**What you will do**
Read the data below. Then repeat all of it exactly.

Saved entries
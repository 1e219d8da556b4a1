use async_trait::async_trait;
use sqlx::PgPool;

use super::model::{Recipe, RecipeDraft, RecipeOrder, RecipePatch};
use crate::error::AppResult;

/// Persistence seam of the recipe store. Every query is scoped to an owner.
#[async_trait]
pub trait RecipeStore: Send + Sync {
    async fn insert(&self, owner_id: i64, draft: RecipeDraft) -> AppResult<Recipe>;
    async fn list_for_owner(&self, owner_id: i64, order: RecipeOrder) -> AppResult<Vec<Recipe>>;
    async fn find_for_owner(&self, owner_id: i64, id: i64) -> AppResult<Option<Recipe>>;
    async fn update_for_owner(
        &self,
        owner_id: i64,
        id: i64,
        patch: RecipePatch,
    ) -> AppResult<Option<Recipe>>;
    /// `false` when nothing owned by `owner_id` had that id.
    async fn delete_for_owner(&self, owner_id: i64, id: i64) -> AppResult<bool>;
}

const RECIPE_COLUMNS: &str =
    "id, user_id, title, time_minutes, price, description, link, created_at";

#[derive(Clone)]
pub struct PgRecipeStore {
    pool: PgPool,
}

impl PgRecipeStore {
    pub fn new(pool: PgPool) -> Self {
        Self { pool }
    }
}

#[async_trait]
impl RecipeStore for PgRecipeStore {
    async fn insert(&self, owner_id: i64, draft: RecipeDraft) -> AppResult<Recipe> {
        let sql = format!(
            r#"
            INSERT INTO recipes (user_id, title, time_minutes, price, description, link)
            VALUES ($1, $2, $3, $4, $5, $6)
            RETURNING {RECIPE_COLUMNS}
            "#
        );
        let recipe = sqlx::query_as::<_, Recipe>(&sql)
            .bind(owner_id)
            .bind(draft.title)
            .bind(draft.time_minutes)
            .bind(draft.price)
            .bind(draft.description)
            .bind(draft.link)
            .fetch_one(&self.pool)
            .await?;
        Ok(recipe)
    }

    async fn list_for_owner(&self, owner_id: i64, order: RecipeOrder) -> AppResult<Vec<Recipe>> {
        let sql = format!(
            r#"
            SELECT {RECIPE_COLUMNS}
              FROM recipes
             WHERE user_id = $1
             ORDER BY id {}
            "#,
            order.sql()
        );
        let rows = sqlx::query_as::<_, Recipe>(&sql)
            .bind(owner_id)
            .fetch_all(&self.pool)
            .await?;
        Ok(rows)
    }

    async fn find_for_owner(&self, owner_id: i64, id: i64) -> AppResult<Option<Recipe>> {
        let sql = format!("SELECT {RECIPE_COLUMNS} FROM recipes WHERE id = $1 AND user_id = $2");
        let row = sqlx::query_as::<_, Recipe>(&sql)
            .bind(id)
            .bind(owner_id)
            .fetch_optional(&self.pool)
            .await?;
        Ok(row)
    }

    async fn update_for_owner(
        &self,
        owner_id: i64,
        id: i64,
        patch: RecipePatch,
    ) -> AppResult<Option<Recipe>> {
        let sql = format!(
            r#"
            UPDATE recipes
               SET title = COALESCE($3, title),
                   time_minutes = COALESCE($4, time_minutes),
                   price = COALESCE($5, price),
                   description = COALESCE($6, description),
                   link = COALESCE($7, link)
             WHERE id = $1 AND user_id = $2
            RETURNING {RECIPE_COLUMNS}
            "#
        );
        let row = sqlx::query_as::<_, Recipe>(&sql)
            .bind(id)
            .bind(owner_id)
            .bind(patch.title)
            .bind(patch.time_minutes)
            .bind(patch.price)
            .bind(patch.description)
            .bind(patch.link)
            .fetch_optional(&self.pool)
            .await?;
        Ok(row)
    }

    async fn delete_for_owner(&self, owner_id: i64, id: i64) -> AppResult<bool> {
        let res = sqlx::query("DELETE FROM recipes WHERE id = $1 AND user_id = $2")
            .bind(id)
            .bind(owner_id)
            .execute(&self.pool)
            .await?;
        Ok(res.rows_affected() > 0)
    }
}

**Written response**
repository 1e219d8da556b4a1
use async_trait::async_trait;
use sqlx::PgPool;

use super::model::{Recipe, RecipeDraft, RecipeOrder, RecipePatch};
use crate::error::AppResult;

/// Persistence seam of the recipe store. Every query is scoped to an owner.
#[async_trait]
pub trait RecipeStore: Send + Sync {
    async fn insert(&self, owner_id: i64, draft: RecipeDraft) -> AppResult<Recipe>;
    async fn list_for_owner(&self, owner_id: i64, order: RecipeOrder) -> AppResult<Vec<Recipe>>;
    async fn find_for_owner(&self, owner_id: i64, id: i64) -> AppResult<Option<Recipe>>;
    async fn update_for_owner(
        &self,
        owner_id: i64,
        id: i64,
        patch: RecipePatch,
    ) -> AppResult<Option<Recipe>>;
    /// `false` when nothing owned by `owner_id` had that id.
    async fn delete_for_owner(&self, owner_id: i64, id: i64) -> AppResult<bool>;
}

const RECIPE_COLUMNS: &str =
    "id, user_id, title, time_minutes, price, description, link, created_at";

#[derive(Clone)]
pub struct PgRecipeStore {
    pool: PgPool,
}

impl PgRecipeStore {
    pub fn new(pool: PgPool) -> Self {
        Self { pool }
    }
}

#[async_trait]
impl RecipeStore for PgRecipeStore {
    async fn insert(&self, owner_id: i64, draft: RecipeDraft) -> AppResult<Recipe> {
        let sql = format!(
            r#"
            INSERT INTO recipes (user_id, title, time_minutes, price, description, link)
            VALUES ($1, $2, $3, $4, $5, $6)
            RETURNING {RECIPE_COLUMNS}
            "#
        );
        let recipe = sqlx::query_as::<_, Recipe>(&sql)
            .bind(owner_id)
            .bind(draft.title)
            .bind(draft.time_minutes)
            .bind(draft.price)
            .bind(draft.description)
            .bind(draft.link)
            .fetch_one(&self.pool)
            .await?;
        Ok(recipe)
    }

    async fn list_for_owner(&self, owner_id: i64, order: RecipeOrder) -> AppResult<Vec<Recipe>> {
        let sql = format!(
            r#"
            SELECT {RECIPE_COLUMNS}
              FROM recipes
             WHERE user_id = $1
             ORDER BY id {}
            "#,
            order.sql()
        );
        let rows = sqlx::query_as::<_, Recipe>(&sql)
            .bind(owner_id)
            .fetch_all(&self.pool)
            .await?;
        Ok(rows)
    }

    async fn find_for_owner(&self, owner_id: i64, id: i64) -> AppResult<Option<Recipe>> {
        let sql = format!("SELECT {RECIPE_COLUMNS} FROM recipes WHERE id = $1 AND user_id = $2");
        let row = sqlx::query_as::<_, Recipe>(&sql)
            .bind(id)
            .bind(owner_id)
            .fetch_optional(&self.pool)
            .await?;
        Ok(row)
    }

    async fn update_for_owner(
        &self,
        owner_id: i64,
        id: i64,
        patch: RecipePatch,
    ) -> AppResult<Option<Recipe>> {
        let sql = format!(
            r#"
            UPDATE recipes
               SET title = COALESCE($3, title),
                   time_minutes = COALESCE($4, time_minutes),
                   price = COALESCE($5, price),
                   description = COALESCE($6, description),
                   link = COALESCE($7, link)
             WHERE id = $1 AND user_id = $2
            RETURNING {RECIPE_COLUMNS}
            "#
        );
        let row = sqlx::query_as::<_, Recipe>(&sql)
            .bind(id)
            .bind(owner_id)
            .bind(patch.title)
            .bind(patch.time_minutes)
            .bind(patch.price)
            .bind(patch.description)
            .bind(patch.link)
            .fetch_optional(&self.pool)
            .await?;
        Ok(row)
    }

    async fn delete_for_owner(&self, owner_id: i64, id: i64) -> AppResult<bool> {
        let res = sqlx::query("DELETE FROM recipes WHERE id = $1 AND user_id = $2")
            .bind(id)
            .bind(owner_id)
            .execute(&self.pool)
            .await?;
        Ok(res.rows_affected() > 0)
    }
}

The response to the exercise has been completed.